Supplied data:

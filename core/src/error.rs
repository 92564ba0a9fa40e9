//! Error types for format construction, value coercion, parsing and
//! command resolution.

use thiserror::Error;

/// Structural errors raised while building argument formats and command trees.
#[derive(Debug, Clone, PartialEq, Eq, Error)]
pub enum FormatError {
    /// Argument name is empty or not of the form `[A-Za-z][A-Za-z0-9-]*`.
    #[error("invalid argument name: {0:?}")]
    InvalidArgumentName(String),

    /// Long option name is shorter than two characters or malformed.
    #[error("invalid long option name: {0:?}")]
    InvalidLongName(String),

    /// Short option name is not a single letter.
    #[error("invalid short option name: {0:?}")]
    InvalidShortName(String),

    /// Option alias is neither a valid long nor a valid short name.
    #[error("invalid option alias: {0:?}")]
    InvalidAlias(String),

    /// Command name or command alias is malformed.
    #[error("invalid command name: {0:?}")]
    InvalidCommandName(String),

    /// A description was given but is empty.
    #[error("description must not be empty")]
    EmptyDescription,

    /// A value placeholder name was given but is empty.
    #[error("value name must not be empty")]
    EmptyValueName,

    /// `prefer_short` was requested for an option without a short name.
    #[error("option --{0} prefers its short name but has none")]
    MissingShortName(String),

    /// Two arguments share a name.
    #[error("duplicate argument: {0}")]
    DuplicateArgument(String),

    /// An option name, short name or alias is already taken.
    #[error("duplicate option name: {0}")]
    DuplicateOption(String),

    /// An argument was added after a multi-valued argument.
    #[error("argument {0} cannot follow the multi-valued argument {1}")]
    ArgumentAfterMultiValued(String, String),

    /// A required argument was added after an optional one.
    #[error("required argument {0} cannot follow the optional argument {1}")]
    RequiredAfterOptional(String, String),

    /// Two sibling commands share a name, alias or option name.
    #[error("duplicate command: {0}")]
    DuplicateCommand(String),

    /// A short name was configured on a command that is not an option-command.
    #[error("command {0} is not an option-command and cannot have a short name")]
    ShortNameOnNamedCommand(String),
}

/// A value that cannot be coerced to its declared type, or a default value
/// that contradicts the declaring argument or option.
#[derive(Debug, Clone, PartialEq, Eq, Error)]
pub enum InvalidValue {
    /// The value has no representation in the target type.
    #[error("The value \"{value}\" cannot be converted to {expected}.")]
    Conversion {
        value: String,
        expected: &'static str,
    },

    /// Required arguments never fall back to a default.
    #[error("The required argument \"{0}\" cannot have a default value.")]
    DefaultForRequired(String),

    /// Options that take no value cannot carry a default.
    #[error("The \"--{0}\" option does not accept a value and cannot have a default value.")]
    DefaultForNoValue(String),

    /// Multi-valued fields need a list as default.
    #[error("The default value of the multi-valued \"{0}\" must be a list.")]
    ScalarDefaultForMultiValued(String),
}

/// Failures while matching raw tokens against an argument format.
#[derive(Debug, Clone, PartialEq, Eq, Error)]
pub enum ParseError {
    /// Token names an option the format does not declare (token as written).
    #[error("The \"{0}\" option does not exist.")]
    NoSuchOption(String),

    /// A value-requiring option was given without a value (long name).
    #[error("The \"--{0}\" option requires a value.")]
    MissingOptionValue(String),

    /// A value was attached to an option that takes none (long name).
    #[error("The \"--{0}\" option does not accept a value.")]
    UnexpectedOptionValue(String),

    /// A positional token has no argument slot left.
    #[error("Too many arguments (unexpected: \"{0}\").")]
    TooManyArguments(String),

    /// Required arguments were not supplied.
    #[error("Not enough arguments (missing: \"{}\").", .0.join(", "))]
    NotEnoughArguments(Vec<String>),

    /// A token could not be coerced to the type of its field.
    #[error("Invalid value for \"{field}\": {source}")]
    InvalidValue {
        field: String,
        #[source]
        source: InvalidValue,
    },
}

/// Failures while selecting a command from raw tokens.
#[derive(Debug, Clone, PartialEq, Eq, Error)]
pub enum ResolveError {
    /// The first positional token names no root command.
    #[error("The command \"{name}\" is not defined.{}", render_suggestions(.suggestions))]
    NameNotFound {
        name: String,
        suggestions: Vec<String>,
    },

    /// No command name was passed and there is no default command.
    #[error("No command name was passed and no default command is configured.")]
    NoDefaultCommand,
}

fn render_suggestions(suggestions: &[String]) -> String {
    let heading = match suggestions.len() {
        0 => return String::new(),
        1 => "Did you mean this?",
        _ => "Did you mean one of these?",
    };
    let mut out = format!("\n\n{heading}");
    for suggestion in suggestions {
        out.push_str("\n    ");
        out.push_str(suggestion);
    }
    out
}

/// Umbrella error for the crate's public operations.
#[derive(Debug, Clone, PartialEq, Eq, Error)]
pub enum Error {
    #[error(transparent)]
    InvalidFormat(#[from] FormatError),

    #[error(transparent)]
    InvalidValue(#[from] InvalidValue),

    #[error(transparent)]
    CannotParseArgs(#[from] ParseError),

    #[error(transparent)]
    CannotResolveCommand(#[from] ResolveError),

    /// Lookup of an argument the format does not declare.
    #[error("The argument \"{0}\" does not exist.")]
    NoSuchArgument(String),

    /// Lookup of an option the format does not declare.
    #[error("The option \"--{0}\" does not exist.")]
    NoSuchOption(String),
}

/// Convenience alias for results with [`Error`].
pub type Result<T> = std::result::Result<T, Error>;

#[cfg(test)]
mod tests {
    use super::*;

    #[test]
    fn test_name_not_found_lists_suggestions() {
        let err = ResolveError::NameNotFound {
            name: "packa".to_string(),
            suggestions: vec!["pack".to_string(), "package".to_string()],
        };
        assert_eq!(
            err.to_string(),
            "The command \"packa\" is not defined.\n\n\
             Did you mean one of these?\n    pack\n    package"
        );
    }

    #[test]
    fn test_name_not_found_single_suggestion() {
        let err = ResolveError::NameNotFound {
            name: "serv".to_string(),
            suggestions: vec!["server".to_string()],
        };
        assert!(err.to_string().ends_with("Did you mean this?\n    server"));
    }

    #[test]
    fn test_name_not_found_without_suggestions() {
        let err = ResolveError::NameNotFound {
            name: "zzz".to_string(),
            suggestions: Vec::new(),
        };
        assert_eq!(err.to_string(), "The command \"zzz\" is not defined.");
    }

    #[test]
    fn test_not_enough_arguments_joins_names() {
        let err = ParseError::NotEnoughArguments(vec!["a".to_string(), "b".to_string()]);
        assert_eq!(err.to_string(), "Not enough arguments (missing: \"a, b\").");
    }

    #[test]
    fn test_umbrella_is_transparent() {
        let err: Error = ParseError::NoSuchOption("--foo".to_string()).into();
        assert_eq!(err.to_string(), "The \"--foo\" option does not exist.");
    }
}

What the task asks: Every line above from the line with "name must not" to the line with "argument or option.", both included, must be reproduced exactly, and no other line may appear.

Reply to the task:
    #[error("value name must not be empty")]
    EmptyValueName,

    /// `prefer_short` was requested for an option without a short name.
    #[error("option --{0} prefers its short name but has none")]
    MissingShortName(String),

    /// Two arguments share a name.
    #[error("duplicate argument: {0}")]
    DuplicateArgument(String),

    /// An option name, short name or alias is already taken.
    #[error("duplicate option name: {0}")]
    DuplicateOption(String),

    /// An argument was added after a multi-valued argument.
    #[error("argument {0} cannot follow the multi-valued argument {1}")]
    ArgumentAfterMultiValued(String, String),

    /// A required argument was added after an optional one.
    #[error("required argument {0} cannot follow the optional argument {1}")]
    RequiredAfterOptional(String, String),

    /// Two sibling commands share a name, alias or option name.
    #[error("duplicate command: {0}")]
    DuplicateCommand(String),

    /// A short name was configured on a command that is not an option-command.
    #[error("command {0} is not an option-command and cannot have a short name")]
    ShortNameOnNamedCommand(String),
}

/// A value that cannot be coerced to its declared type, or a default value
/// that contradicts the declaring argument or option.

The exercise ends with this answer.